The Top 5 Problems With Annual Reviews — and How to Fix Them
It is said that a company’s people are its greatest asset. Among CEOs, however, people are also their greatest concern.
Leaders are right to worry. Developing and nurturing a motivated workforce is one of the single most important things any organization can do to secure and maintain a competitive advantage. Unfortunately, most organizations do a very poor job of it — so poor, in fact, that only 15 percent of employees around the world are engaged at work.
There are many reasons contributing to this state of affairs, and a primary offender is the outdated performance management processes and technologies on which enterprises still rely to manage and develop their workforces.
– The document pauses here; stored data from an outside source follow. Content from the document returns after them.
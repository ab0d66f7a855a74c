// SPDX-FileCopyrightText: 2026 Palaver Contributors
// SPDX-License-Identifier: MIT OR Apache-2.0

//! Media handling: pre-send image normalization and blob offload.
//!
//! Offload is best effort throughout. A failed download, oversize payload,
//! or failed upload is logged and the already stored text or caption stays
//! as it is.

use std::io::Cursor;
use std::sync::Arc;

use image::{DynamicImage, ImageFormat};
use palaver_config::model::MediaConfig;
use palaver_core::protocol::WireMessage;
use palaver_core::{BlobStore, PalaverError, ProtocolHandle, StorageAdapter};
use tokio::task::JoinHandle;
use tracing::{debug, warn};

use crate::normalize::declared_size;

/// Image bytes ready to send.
#[derive(Debug, Clone, PartialEq)]
pub struct NormalizedImage {
    pub data: Vec<u8>,
    pub mimetype: String,
    pub converted: bool,
}

fn media_error(message: impl Into<String>) -> PalaverError {
    PalaverError::Media {
        message: message.into(),
    }
}

/// Keep JPEG and PNG as they are; re-encode anything else as JPEG.
pub fn normalize_image(data: Vec<u8>, mimetype: &str) -> Result<NormalizedImage, PalaverError> {
    let format = image::guess_format(&data)
        .map_err(|e| media_error(format!("unrecognized image data: {e}")))?;
    match format {
        ImageFormat::Jpeg => Ok(NormalizedImage {
            data,
            mimetype: "image/jpeg".into(),
            converted: false,
        }),
        ImageFormat::Png => Ok(NormalizedImage {
            data,
            mimetype: "image/png".into(),
            converted: false,
        }),
        other => {
            let decoded = image::load_from_memory_with_format(&data, other)
                .map_err(|e| media_error(format!("failed to decode {mimetype}: {e}")))?;
            let rgb = DynamicImage::ImageRgb8(decoded.to_rgb8());
            let mut out = Cursor::new(Vec::new());
            rgb.write_to(&mut out, ImageFormat::Jpeg)
                .map_err(|e| media_error(format!("failed to encode jpeg: {e}")))?;
            debug!(from = ?other, "image re-encoded as jpeg");
            Ok(NormalizedImage {
                data: out.into_inner(),
                mimetype: "image/jpeg".into(),
                converted: true,
            })
        }
    }
}

/// File extension for a mime type.
pub fn extension_for(mime: Option<&str>) -> &'static str {
    match mime.map(|m| m.split(';').next().unwrap_or(m).trim()) {
        Some("image/jpeg") => "jpg",
        Some("image/png") => "png",
        Some("image/webp") => "webp",
        Some("image/gif") => "gif",
        Some("video/mp4") => "mp4",
        Some("audio/ogg") => "ogg",
        Some("audio/mpeg") => "mp3",
        Some("application/pdf") => "pdf",
        _ => "bin",
    }
}

/// Moves media payloads into blob storage and records the reference.
pub struct MediaOffloader {
    storage: Arc<dyn StorageAdapter>,
    blobs: Arc<dyn BlobStore>,
    config: MediaConfig,
}

impl MediaOffloader {
    pub fn new(storage: Arc<dyn StorageAdapter>, blobs: Arc<dyn BlobStore>, config: MediaConfig) -> Self {
        Self {
            storage,
            blobs,
            config,
        }
    }

    pub fn offload_images(&self) -> bool {
        self.config.offload_images
    }

    pub fn blobs(&self) -> Arc<dyn BlobStore> {
        self.blobs.clone()
    }

    fn path_for(&self, session_id: &str) -> String {
        format!("{}/{}", self.config.path_prefix.trim_matches('/'), session_id)
    }

    fn check_size(&self, size: u64) -> Result<(), PalaverError> {
        let limit = self.config.max_media_bytes as u64;
        if size > limit {
            return Err(media_error(format!(
                "media of {size} bytes exceeds the {limit} byte limit"
            )));
        }
        Ok(())
    }

    async fn upload(
        &self,
        session_id: &str,
        bytes: Vec<u8>,
        stem: &str,
        mime: Option<&str>,
    ) -> Result<String, PalaverError> {
        self.check_size(bytes.len() as u64)?;
        let name = format!("{stem}.{}", extension_for(mime));
        self.blobs.upload(bytes, &name, &self.path_for(session_id)).await
    }

    /// Download an inbound message's media, upload it, and enrich its history row.
    ///
    /// A declared size over the limit is rejected before downloading.
    pub async fn offload_inbound(
        &self,
        session_id: &str,
        handle: &dyn ProtocolHandle,
        wire: &WireMessage,
        provider_message_id: &str,
        mime: Option<&str>,
    ) -> Result<String, PalaverError> {
        if let Some(declared) = wire.message.as_ref().and_then(declared_size) {
            self.check_size(declared)?;
        }
        let bytes = handle.download_media(wire).await?;
        let url = self.upload(session_id, bytes, provider_message_id, mime).await?;
        self.storage
            .attach_media(session_id, provider_message_id, &url, mime)
            .await?;
        Ok(url)
    }

    /// Run [`offload_inbound`](Self::offload_inbound) in the background, logging failures.
    pub fn spawn_inbound(
        self: &Arc<Self>,
        session_id: String,
        handle: Arc<dyn ProtocolHandle>,
        wire: WireMessage,
        provider_message_id: String,
        mime: Option<String>,
    ) -> JoinHandle<()> {
        let offloader = self.clone();
        tokio::spawn(async move {
            match offloader
                .offload_inbound(&session_id, handle.as_ref(), &wire, &provider_message_id, mime.as_deref())
                .await
            {
                Ok(url) => debug!(session_id = %session_id, message_id = %provider_message_id, url = %url, "media offloaded"),
                Err(e) => warn!(session_id = %session_id, message_id = %provider_message_id, error = %e, "media offload failed"),
            }
        })
    }

    /// Store bytes that were just sent. Failures are logged and yield `None`.
    pub async fn store_outbound(
        &self,
        session_id: &str,
        bytes: Vec<u8>,
        stem: &str,
        mime: Option<&str>,
    ) -> Option<String> {
        match self.upload(session_id, bytes, stem, mime).await {
            Ok(url) => Some(url),
            Err(e) => {
                warn!(session_id, error = %e, "outbound media offload failed");
                None
            }
        }
    }
}

#[cfg(test)]
mod tests {
    use super::*;
    use image::{Rgb, RgbImage};

    fn encoded(format: ImageFormat) -> Vec<u8> {
        let img = DynamicImage::ImageRgb8(RgbImage::from_pixel(4, 4, Rgb([200, 10, 10])));
        let mut out = Cursor::new(Vec::new());
        img.write_to(&mut out, format).unwrap();
        out.into_inner()
    }

    #[test]
    fn png_and_jpeg_pass_through() {
        let png = encoded(ImageFormat::Png);
        let normalized = normalize_image(png.clone(), "image/png").unwrap();
        assert!(!normalized.converted);
        assert_eq!(normalized.data, png);
        assert_eq!(normalized.mimetype, "image/png");

        let jpeg = encoded(ImageFormat::Jpeg);
        assert!(!normalize_image(jpeg, "image/jpeg").unwrap().converted);
    }

    #[test]
    fn other_formats_become_jpeg() {
        let bmp = encoded(ImageFormat::Bmp);
        let normalized = normalize_image(bmp, "image/bmp").unwrap();
        assert!(normalized.converted);
        assert_eq!(normalized.mimetype, "image/jpeg");
        assert_eq!(image::guess_format(&normalized.data).unwrap(), ImageFormat::Jpeg);
    }

    #[test]
    fn garbage_is_a_media_error() {
        let err = normalize_image(vec![1, 2, 3, 4], "image/webp").unwrap_err();
        assert!(matches!(err, PalaverError::Media { .. }));
    }

    #[test]
    fn extensions_ignore_mime_parameters() {
        assert_eq!(extension_for(Some("audio/ogg; codecs=opus")), "ogg");
        assert_eq!(extension_for(Some("image/jpeg")), "jpg");
        assert_eq!(extension_for(None), "bin");
    }
}
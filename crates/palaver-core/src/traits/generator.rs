// SPDX-FileCopyrightText: 2026 Palaver Contributors
// SPDX-License-Identifier: MIT OR Apache-2.0

//! AI content generator contract.

use async_trait::async_trait;
use serde::{Deserialize, Serialize};

use crate::error::PalaverError;
use crate::types::HistoryEntry;

/// Input for one generation call.
#[derive(Debug, Clone, Serialize)]
pub struct ReplyRequest {
    pub session_id: String,
    pub chat_jid: String,
    pub contact_name: Option<String>,
    /// The inbound text being answered.
    pub text: String,
    /// Recent history of the chat, oldest first.
    pub history: Vec<HistoryEntry>,
    /// Business configuration attached to the device.
    pub business_context: Option<serde_json::Value>,
}

/// What the generator decided.
#[derive(Debug, Clone, Default, PartialEq, Serialize, Deserialize)]
#[serde(rename_all = "camelCase")]
pub struct ReplyOutcome {
    pub should_respond: bool,
    #[serde(default)]
    pub content: Option<String>,
    /// Blob reference of media to send alongside the reply.
    #[serde(default)]
    pub media_ref: Option<String>,
    #[serde(default)]
    pub needs_handover: bool,
}

impl ReplyOutcome {
    /// An outcome that declines to answer.
    pub fn decline() -> Self {
        Self::default()
    }

    /// A plain text answer.
    pub fn text(content: impl Into<String>) -> Self {
        Self {
            should_respond: true,
            content: Some(content.into()),
            ..Self::default()
        }
    }
}

#[async_trait]
pub trait ReplyGenerator: Send + Sync {
    async fn generate(&self, request: ReplyRequest) -> Result<ReplyOutcome, PalaverError>;
}
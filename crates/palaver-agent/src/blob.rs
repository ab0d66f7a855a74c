// SPDX-FileCopyrightText: 2026 Palaver Contributors
// SPDX-License-Identifier: MIT OR Apache-2.0

//! Filesystem blob store.

use std::path::{Component, Path, PathBuf};

use async_trait::async_trait;
use palaver_core::{BlobStore, PalaverError};

const SCHEME: &str = "file://";

/// Stores blobs as files under a root directory and hands out `file://` references.
pub struct LocalBlobStore {
    root: PathBuf,
}

fn blob_error(message: impl Into<String>) -> PalaverError {
    PalaverError::Media {
        message: message.into(),
    }
}

/// Reject absolute paths and parent-directory hops.
fn relative(path: &str) -> Result<PathBuf, PalaverError> {
    let candidate = Path::new(path.trim_matches('/'));
    if candidate
        .components()
        .all(|c| matches!(c, Component::Normal(_) | Component::CurDir))
    {
        Ok(candidate.to_path_buf())
    } else {
        Err(blob_error(format!("invalid blob path: {path}")))
    }
}

impl LocalBlobStore {
    pub fn new(root: impl Into<PathBuf>) -> Self {
        Self { root: root.into() }
    }

    pub fn root(&self) -> &Path {
        &self.root
    }
}

#[async_trait]
impl BlobStore for LocalBlobStore {
    async fn upload(&self, bytes: Vec<u8>, name: &str, path: &str) -> Result<String, PalaverError> {
        let dir = self.root.join(relative(path)?);
        let file = dir.join(relative(name)?);
        tokio::fs::create_dir_all(&dir)
            .await
            .map_err(|e| blob_error(format!("failed to create {}: {e}", dir.display())))?;
        tokio::fs::write(&file, bytes)
            .await
            .map_err(|e| blob_error(format!("failed to write {}: {e}", file.display())))?;
        Ok(format!("{SCHEME}{}", file.display()))
    }

    async fn fetch(&self, reference: &str) -> Result<Vec<u8>, PalaverError> {
        let raw = reference
            .strip_prefix(SCHEME)
            .ok_or_else(|| blob_error(format!("not a file reference: {reference}")))?;
        let path = Path::new(raw);
        let inside = path
            .strip_prefix(&self.root)
            .map_err(|_| blob_error(format!("reference outside blob root: {reference}")))?;
        let file = self.root.join(relative(&inside.to_string_lossy())?);
        tokio::fs::read(&file)
            .await
            .map_err(|e| blob_error(format!("failed to read {}: {e}", file.display())))
    }
}

#[cfg(test)]
mod tests {
    use super::*;

    #[tokio::test]
    async fn upload_and_fetch_round_trip() {
        let dir = tempfile::tempdir().unwrap();
        let store = LocalBlobStore::new(dir.path());
        let url = store.upload(vec![7, 7], "m1.jpg", "media/s1").await.unwrap();
        assert!(url.starts_with("file://"));
        assert!(url.ends_with("media/s1/m1.jpg"));
        assert_eq!(store.fetch(&url).await.unwrap(), vec![7, 7]);
    }

    #[tokio::test]
    async fn traversal_is_rejected() {
        let dir = tempfile::tempdir().unwrap();
        let store = LocalBlobStore::new(dir.path());
        assert!(store.upload(vec![1], "x", "../escape").await.is_err());
        assert!(store.upload(vec![1], "../x", "media").await.is_err());
        assert!(store.fetch("file:///etc/passwd").await.is_err());
        assert!(store.fetch("https://example.com/a.jpg").await.is_err());
    }
}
At Betterworks, we recently surveyed nearly 800 professionals from both HR and people management roles in enterprises with 500+ employees to find out what is (and isn’t) working with their performance management programs.
A majority of our respondents still depend on annual (or less frequent) review cycles that do more harm than good when it comes to actually improving performance. The HR professionals we surveyed identified these top five problems with annual reviews:
1. They Cause Stress and Anxiety for Managers and Employees
If crucial conversations between managers and employees happen only annually, they become a source of stress for both parties, rather than a positive driver of performance and development.
2. They’re Too Subjective
HR teams are aware of the many biases — recency, halo effect, leniency, and others — that negatively impact the quality of annual performance reviews. When employees perceive these biases within the feedback they receive, they are unlikely to find said feedback useful.
3. They’re Too Infrequent
HR professionals agree that providing feedback just once a year does not allow employees the opportunity to course-correct when it matters most.
4. They Fail to Improve Employee Performance
One primary goal of performance management is to help employees meet today’s goals and develop their skills for tomorrow’s challenges. However, annual reviews aren’t effective for this purpose. In fact, Gallup reports that just 26 percent of employees strongly agree the feedback they receive from performance reviews is accurate.
5. They Don’t Provide Quality Feedback
Related to Nos. 3 and 4 above, feedback that is neither timely nor actionable will not help improve performance.
In a nutshell, everyone is aware annual reviews are fundamentally broken and ineffective for the modern workforce. As Peter Cappelli and Anna Tavis write for Harvard Business Review, the entire premise of annual reviews is to “hold people accountable for past behavior at the expense of improving current performance and grooming talent for the future.”
Despite this, many businesses still cling to annual reviews because they are unsure of how to implement a better performance management process.
The Solution? Make Performance Management Continuous
Identifying, developing, engaging, and retaining talent are business-critical objectives for every organization’s long-term survival. In today’s fast-paced business environment, setting goals and talking about employee performance once a year isn’t enough to ensure your workforce is agile, aligned, and motivated. Motivation is not a yearly event; it must be fed continuously through regular, ongoing conversations between managers and employees that focus on goal alignment, coaching and feedback, development of skills, and recognition of accomplishments.
Betterworks’ survey found that when performance-related conversations occur more often than annually, HR pros report fewer challenges with:
- Reviews being too subjective (reduced by 34 percent)
- Reviews failing to improve performance (reduced by 32 percent)
- Managers not providing quality feedback (reduced by 39 percent)
- Review processes not helping to retain top talent (reduced by 27 percent)
When moving toward a continuous performance management process, a great place to start is by requiring conversations about goal-setting and management on at least a quarterly basis. Too often, goals tend to be an exercise in setting and forgetting. Organizational priorities and objectives change over time. When managers have alignment conversations at least quarterly, it helps your organization stay agile and keeps employees focused on what matters most.
Secondly, it is important to recognize that employee motivation is tied to a future outlook. For that reason, managers should focus performance-related conversations on future growth and development, rather than looking backward at quotas and deadlines.
For many employees and managers, both giving and receiving feedback remain fundamentally uncomfortable activities. When HR is able to help managers shift the focus of performance conversations to development, both managers and employees can approach these conversations with less anxiety. As a result, they become far more open to feedback. Employees tend to be more motivated when they recognize their employers are invested in their growth, not just in what they can do for the company.
Finally, it is important to consider adopting tools and technology to facilitate the complex processes that power continuous performance management. In the Betterworks survey, only 41 percent of respondents said they use technology to help with performance management. It was no surprise, then, that 90 percent of HR respondents identified their biggest challenge with their current process as “running after everyone” to ensure completion.
A continuous performance management process requires the support of technology not only to ensure the right conversations are happening, but also to capture the critical workforce insights businesses need for strategic planning. Among other things, these insights can shine a light on progress toward top corporate priorities, help identify and reward outstanding talent, build a leadership pipeline, and inform cross-functional team creation and development.
Transitioning away from annual reviews won’t happen overnight, but the effort to make the shift can pay off big. According to McKinsey, organizations that have an effective performance management system in place are three times as likely to outperform the competition.
Deborah Holstein is chief marketing officer of Betterworks.